Stored data
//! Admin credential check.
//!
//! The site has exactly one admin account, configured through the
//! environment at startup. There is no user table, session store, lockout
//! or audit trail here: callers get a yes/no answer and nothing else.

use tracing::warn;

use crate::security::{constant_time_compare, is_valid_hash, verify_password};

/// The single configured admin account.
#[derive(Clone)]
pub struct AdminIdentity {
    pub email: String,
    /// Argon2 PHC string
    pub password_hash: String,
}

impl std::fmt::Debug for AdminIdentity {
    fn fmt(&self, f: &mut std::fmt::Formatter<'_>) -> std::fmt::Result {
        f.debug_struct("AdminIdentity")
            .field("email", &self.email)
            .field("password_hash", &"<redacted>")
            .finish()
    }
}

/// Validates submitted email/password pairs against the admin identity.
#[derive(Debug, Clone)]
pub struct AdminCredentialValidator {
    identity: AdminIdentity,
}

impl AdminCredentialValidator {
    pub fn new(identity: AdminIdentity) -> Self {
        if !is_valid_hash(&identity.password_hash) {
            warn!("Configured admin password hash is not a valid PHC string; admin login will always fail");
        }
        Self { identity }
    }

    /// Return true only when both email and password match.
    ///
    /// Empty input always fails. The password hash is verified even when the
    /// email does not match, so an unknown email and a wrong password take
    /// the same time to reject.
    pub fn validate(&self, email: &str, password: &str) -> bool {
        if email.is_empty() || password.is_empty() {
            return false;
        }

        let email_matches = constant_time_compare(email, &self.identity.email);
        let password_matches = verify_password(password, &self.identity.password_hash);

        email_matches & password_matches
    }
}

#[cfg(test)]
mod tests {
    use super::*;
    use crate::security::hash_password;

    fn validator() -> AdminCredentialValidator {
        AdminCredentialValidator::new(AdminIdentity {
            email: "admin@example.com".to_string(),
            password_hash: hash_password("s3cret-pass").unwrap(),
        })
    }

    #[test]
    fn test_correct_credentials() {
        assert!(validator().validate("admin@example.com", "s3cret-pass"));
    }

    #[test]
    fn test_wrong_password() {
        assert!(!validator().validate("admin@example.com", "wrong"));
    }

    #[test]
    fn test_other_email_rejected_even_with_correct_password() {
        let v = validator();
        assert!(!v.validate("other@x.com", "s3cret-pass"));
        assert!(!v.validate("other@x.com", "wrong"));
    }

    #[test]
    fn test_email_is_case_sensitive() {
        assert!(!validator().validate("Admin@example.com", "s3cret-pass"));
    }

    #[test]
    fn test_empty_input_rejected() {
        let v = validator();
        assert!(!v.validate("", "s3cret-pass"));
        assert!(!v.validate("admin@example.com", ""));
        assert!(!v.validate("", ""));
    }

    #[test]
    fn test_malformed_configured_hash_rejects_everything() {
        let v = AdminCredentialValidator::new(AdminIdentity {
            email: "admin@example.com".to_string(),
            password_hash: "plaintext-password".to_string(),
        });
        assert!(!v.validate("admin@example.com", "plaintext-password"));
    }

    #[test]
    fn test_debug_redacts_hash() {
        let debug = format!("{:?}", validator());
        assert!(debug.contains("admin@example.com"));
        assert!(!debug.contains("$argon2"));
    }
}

==

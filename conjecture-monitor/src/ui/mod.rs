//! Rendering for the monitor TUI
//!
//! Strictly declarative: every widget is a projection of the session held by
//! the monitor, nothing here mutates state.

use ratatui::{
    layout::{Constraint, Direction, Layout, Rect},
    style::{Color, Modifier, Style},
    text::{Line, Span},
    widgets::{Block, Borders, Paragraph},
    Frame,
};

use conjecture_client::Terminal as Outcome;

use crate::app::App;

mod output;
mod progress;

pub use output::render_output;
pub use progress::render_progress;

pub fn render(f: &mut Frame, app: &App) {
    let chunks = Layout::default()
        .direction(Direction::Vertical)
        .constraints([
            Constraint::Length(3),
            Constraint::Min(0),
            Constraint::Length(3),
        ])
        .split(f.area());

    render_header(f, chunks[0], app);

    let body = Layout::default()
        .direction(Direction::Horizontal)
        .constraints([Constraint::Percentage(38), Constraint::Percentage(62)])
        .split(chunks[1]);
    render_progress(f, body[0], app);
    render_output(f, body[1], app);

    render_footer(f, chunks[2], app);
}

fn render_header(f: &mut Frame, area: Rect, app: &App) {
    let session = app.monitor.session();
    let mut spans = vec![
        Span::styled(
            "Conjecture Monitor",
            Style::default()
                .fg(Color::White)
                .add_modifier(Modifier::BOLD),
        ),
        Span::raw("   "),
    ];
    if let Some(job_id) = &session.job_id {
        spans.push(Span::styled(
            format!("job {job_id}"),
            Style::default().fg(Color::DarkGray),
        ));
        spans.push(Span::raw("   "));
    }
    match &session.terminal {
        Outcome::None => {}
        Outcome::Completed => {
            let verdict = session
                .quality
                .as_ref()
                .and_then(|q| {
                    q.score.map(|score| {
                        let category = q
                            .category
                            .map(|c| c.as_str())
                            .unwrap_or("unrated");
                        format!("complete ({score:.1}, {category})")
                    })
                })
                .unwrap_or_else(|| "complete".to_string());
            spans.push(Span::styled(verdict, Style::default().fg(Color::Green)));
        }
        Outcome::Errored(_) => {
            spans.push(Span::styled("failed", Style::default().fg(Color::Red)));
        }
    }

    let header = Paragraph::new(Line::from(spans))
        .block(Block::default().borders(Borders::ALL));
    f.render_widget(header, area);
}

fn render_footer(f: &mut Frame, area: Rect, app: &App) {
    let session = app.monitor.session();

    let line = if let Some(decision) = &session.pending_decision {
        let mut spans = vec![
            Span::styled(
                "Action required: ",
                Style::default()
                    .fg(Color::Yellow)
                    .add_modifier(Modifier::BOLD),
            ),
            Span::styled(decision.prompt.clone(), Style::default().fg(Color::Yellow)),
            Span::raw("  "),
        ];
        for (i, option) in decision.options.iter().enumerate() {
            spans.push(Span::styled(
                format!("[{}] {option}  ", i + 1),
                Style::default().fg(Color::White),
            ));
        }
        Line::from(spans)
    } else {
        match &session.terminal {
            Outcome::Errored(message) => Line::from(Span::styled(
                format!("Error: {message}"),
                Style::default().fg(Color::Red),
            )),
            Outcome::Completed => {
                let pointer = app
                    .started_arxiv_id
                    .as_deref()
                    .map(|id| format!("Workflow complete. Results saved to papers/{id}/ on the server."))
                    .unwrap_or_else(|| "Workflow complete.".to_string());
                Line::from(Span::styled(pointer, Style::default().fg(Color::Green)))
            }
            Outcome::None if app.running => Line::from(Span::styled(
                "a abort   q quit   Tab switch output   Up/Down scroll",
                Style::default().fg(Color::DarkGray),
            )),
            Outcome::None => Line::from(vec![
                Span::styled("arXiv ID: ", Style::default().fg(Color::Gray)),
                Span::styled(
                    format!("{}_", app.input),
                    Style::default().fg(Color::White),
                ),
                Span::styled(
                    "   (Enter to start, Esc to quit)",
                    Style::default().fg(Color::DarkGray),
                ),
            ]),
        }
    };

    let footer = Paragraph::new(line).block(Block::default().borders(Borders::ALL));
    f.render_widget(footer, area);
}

- [WHAT TO DO]: Copy out, word for word, the part of the entries above that begins at the line with "session store, lockout" and ends at the line with "Argon2 PHC string", including both.

- [RESULT]:
//! environment at startup. There is no user table, session store, lockout
//! or audit trail here: callers get a yes/no answer and nothing else.

use tracing::warn;

use crate::security::{constant_time_compare, is_valid_hash, verify_password};

/// The single configured admin account.
#[derive(Clone)]
pub struct AdminIdentity {
    pub email: String,
    /// Argon2 PHC string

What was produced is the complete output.